[Your objective] Below are entries. Copy exactly the lines running from the line that holds "self.fault.is_none()" to the line that holds "pub struct TracingLogger;", with both ends included.

(Collected data)
----

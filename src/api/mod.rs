//! HTTP surface: the ping route plus request-id and tracing layers.

pub mod ping;
pub mod request_id;

use std::{
    path::PathBuf,
    sync::{Arc, RwLock},
    time::{Duration, SystemTime},
};

use axum::{routing::get, Router};

use crate::{checks, config::Config, logger::PingLogger, ping::PingController};

/// Result of one poll of the config file.
#[derive(Debug)]
pub enum Reload {
    /// Missing, or mtime unchanged since the last poll.
    Unchanged,
    /// The checks were rebuilt from the new file.
    Applied { checks: usize },
    /// The new file failed to load; the previous checks stay active.
    Rejected(anyhow::Error),
}

/// Shared state behind the router.
pub struct AppState {
    /// Swappable on config reload; the lock is held only for `Arc::clone`.
    controller: RwLock<Arc<PingController>>,
    /// Used when rebuilding the controller from a reloaded config.
    logger: Arc<dyn PingLogger>,
    /// Deadline for one probe run. `None` waits indefinitely.
    pub request_timeout: Option<Duration>,
    /// Path to the config file on disk, used by the hot-reload task.
    pub config_path: PathBuf,
}

impl AppState {
    pub fn new(config: &Config, config_path: PathBuf, logger: Arc<dyn PingLogger>) -> Self {
        let controller = Self::build_controller(config, &logger);
        if controller.has_probe() {
            tracing::info!(checks = config.checks.len(), "ping checks configured");
        }
        Self {
            controller: RwLock::new(Arc::new(controller)),
            logger,
            request_timeout: config.server.request_timeout_ms.map(Duration::from_millis),
            config_path,
        }
    }

    /// State around an existing controller, with no config file behind it.
    pub fn from_controller(controller: PingController, request_timeout: Option<Duration>) -> Self {
        Self {
            controller: RwLock::new(Arc::new(controller)),
            logger: Arc::new(crate::logger::NullLogger),
            request_timeout,
            config_path: PathBuf::new(),
        }
    }

    fn build_controller(config: &Config, logger: &Arc<dyn PingLogger>) -> PingController {
        PingController::new(checks::build_probe(&config.checks), Some(Arc::clone(logger)))
    }

    /// The controller pings should use right now.
    pub fn controller(&self) -> Arc<PingController> {
        let guard = self
            .controller
            .read()
            .unwrap_or_else(std::sync::PoisonError::into_inner);
        Arc::clone(&guard)
    }

    /// Rebuild the controller from a reloaded config.
    ///
    /// Only the checks are picked up; port, route and timeout need a restart.
    pub fn replace_config(&self, config: &Config) {
        let controller = Arc::new(Self::build_controller(config, &self.logger));
        *self
            .controller
            .write()
            .unwrap_or_else(std::sync::PoisonError::into_inner) = controller;
    }

    /// Reload the config file if its mtime moved past `last_seen`.
    ///
    /// `last_seen` advances whether or not the new file loads, so a broken
    /// file is reported once rather than on every poll.
    pub fn reload_if_changed(&self, last_seen: &mut Option<SystemTime>) -> Reload {
        let mtime = std::fs::metadata(&self.config_path)
            .and_then(|m| m.modified())
            .ok();
        if mtime.is_none() || mtime == *last_seen {
            return Reload::Unchanged;
        }
        *last_seen = mtime;

        match Config::load(&self.config_path) {
            Ok(config) => {
                self.replace_config(&config);
                Reload::Applied {
                    checks: config.checks.len(),
                }
            }
            Err(e) => Reload::Rejected(e),
        }
    }
}

/// Build the axum router serving the ping on `path` (GET and HEAD).
pub fn router(state: Arc<AppState>, path: &str) -> Router {
    Router::new()
        .route(path, get(ping::ping))
        .layer(axum::middleware::from_fn(request_id::request_id_middleware))
        .with_state(state)
}
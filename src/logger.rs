//! The logging collaborator of the ping controller.
//!
//! The controller only ever talks to a [`PingLogger`]. Three implementations
//! ship with the crate:
//!
//! - [`TracingLogger`]: production sink, emits `tracing` events.
//! - [`NullLogger`]: discards everything; substituted when no logger is
//!   configured so the controller never has to special-case absence.
//! - [`BufferingLogger`]: keeps records in memory until drained with
//!   [`BufferingLogger::clean_logs`].
//!
//! [`GatedLogger`] wraps any of them for a single probe run that may be
//! abandoned before it finishes.

use std::{
    fmt,
    sync::{
        atomic::{AtomicBool, Ordering},
        Arc, Mutex, PoisonError,
    },
};

use crate::error::Fault;

/// Syslog-style log levels, lowest first.
#[derive(Debug, Clone, Copy, PartialEq, Eq, PartialOrd, Ord, Hash)]
pub enum LogLevel {
    Debug,
    Info,
    Notice,
    Warning,
    Error,
    Critical,
    Alert,
    Emergency,
}

impl fmt::Display for LogLevel {
    fn fmt(&self, f: &mut fmt::Formatter<'_>) -> fmt::Result {
        f.write_str(match self {
            Self::Debug => "debug",
            Self::Info => "info",
            Self::Notice => "notice",
            Self::Warning => "warning",
            Self::Error => "error",
            Self::Critical => "critical",
            Self::Alert => "alert",
            Self::Emergency => "emergency",
        })
    }
}

/// Structured context attached to a log entry.
#[derive(Debug, Clone, Copy, Default, PartialEq, Eq)]
pub struct LogContext<'a> {
    /// The fault that made the ping fail, if any.
    pub fault: Option<&'a Fault>,
}

impl<'a> LogContext<'a> {
    pub fn with_fault(fault: &'a Fault) -> Self {
        Self { fault: Some(fault) }
    }

    pub fn is_empty(&self) -> bool {
        self.fault.is_none()
    }
}

/// Sink for the controller's log emissions.
///
/// Implementations must not fail; logging is a side effect the ping result
/// never depends on.
pub trait PingLogger: Send + Sync {
    fn log(&self, level: LogLevel, message: &str, context: &LogContext<'_>);
}

/// Discards every entry.
#[derive(Debug, Clone, Copy, Default)]
pub struct NullLogger;

impl PingLogger for NullLogger {
    fn log(&self, _level: LogLevel, _message: &str, _context: &LogContext<'_>) {}
}

/// Forwards entries to `tracing` under the `ping_probe::ping` target.
///
/// `tracing` has no notice/critical/alert/emergency levels, so the original
/// level travels in the `severity` field.
#[derive(Debug, Clone, Copy, Default)]
pub struct TracingLogger;

impl PingLogger for TracingLogger {
    fn log(&self, level: LogLevel, message: &str, context: &LogContext<'_>) {
        let fault = context.fault.map(tracing::field::display);
        let fault_kind = context.fault.map(Fault::kind);
        match level {
            LogLevel::Debug => {
                tracing::debug!(target: "ping_probe::ping", severity = %level, fault_kind, fault, "{message}")
            }
            LogLevel::Info | LogLevel::Notice => {
                tracing::info!(target: "ping_probe::ping", severity = %level, fault_kind, fault, "{message}")
            }
            LogLevel::Warning => {
                tracing::warn!(target: "ping_probe::ping", severity = %level, fault_kind, fault, "{message}")
            }
            LogLevel::Error | LogLevel::Critical | LogLevel::Alert | LogLevel::Emergency => {
                tracing::error!(target: "ping_probe::ping", severity = %level, fault_kind, fault, "{message}")
            }
        }
    }
}

/// An owned copy of one log emission.
#[derive(Debug, Clone, PartialEq, Eq)]
pub struct LogRecord {
    pub level: LogLevel,
    pub message: String,
    pub fault: Option<Fault>,
}

impl LogRecord {
    pub fn new(level: LogLevel, message: impl Into<String>, fault: Option<Fault>) -> Self {
        Self {
            level,
            message: message.into(),
            fault,
        }
    }
}

/// Keeps every entry in memory, in emission order.
#[derive(Debug, Default)]
pub struct BufferingLogger {
    records: Mutex<Vec<LogRecord>>,
}

impl BufferingLogger {
    pub fn new() -> Self {
        Self::default()
    }

    /// Take all records logged so far, leaving the buffer empty.
    pub fn clean_logs(&self) -> Vec<LogRecord> {
        let mut records = self.records.lock().unwrap_or_else(PoisonError::into_inner);
        std::mem::take(&mut *records)
    }
}

impl PingLogger for BufferingLogger {
    fn log(&self, level: LogLevel, message: &str, context: &LogContext<'_>) {
        let record = LogRecord::new(level, message, context.fault.cloned());
        self.records
            .lock()
            .unwrap_or_else(PoisonError::into_inner)
            .push(record);
    }
}

/// Forwards to an inner logger until [`GatedLogger::close`] is called.
///
/// Entries arriving after the gate closes are dropped. Used for a probe run
/// whose request has already been answered.
pub struct GatedLogger {
    inner: Arc<dyn PingLogger>,
    open: AtomicBool,
}

impl GatedLogger {
    pub fn new(inner: Arc<dyn PingLogger>) -> Self {
        Self {
            inner,
            open: AtomicBool::new(true),
        }
    }

    pub fn close(&self) {
        self.open.store(false, Ordering::Release);
    }

    pub fn is_open(&self) -> bool {
        self.open.load(Ordering::Acquire)
    }
}

impl PingLogger for GatedLogger {
    fn log(&self, level: LogLevel, message: &str, context: &LogContext<'_>) {
        if self.is_open() {
            self.inner.log(level, message, context);
        }
    }
}

impl fmt::Debug for GatedLogger {
    fn fmt(&self, f: &mut fmt::Formatter<'_>) -> fmt::Result {
        f.debug_struct("GatedLogger")
            .field("open", &self.is_open())
            .finish_non_exhaustive()
    }
}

----

[Written answer]
        self.fault.is_none()
    }
}

/// Sink for the controller's log emissions.
///
/// Implementations must not fail; logging is a side effect the ping result
/// never depends on.
pub trait PingLogger: Send + Sync {
    fn log(&self, level: LogLevel, message: &str, context: &LogContext<'_>);
}

/// Discards every entry.
#[derive(Debug, Clone, Copy, Default)]
pub struct NullLogger;

impl PingLogger for NullLogger {
    fn log(&self, _level: LogLevel, _message: &str, _context: &LogContext<'_>) {}
}

/// Forwards entries to `tracing` under the `ping_probe::ping` target.
///
/// `tracing` has no notice/critical/alert/emergency levels, so the original
/// level travels in the `severity` field.
#[derive(Debug, Clone, Copy, Default)]
pub struct TracingLogger;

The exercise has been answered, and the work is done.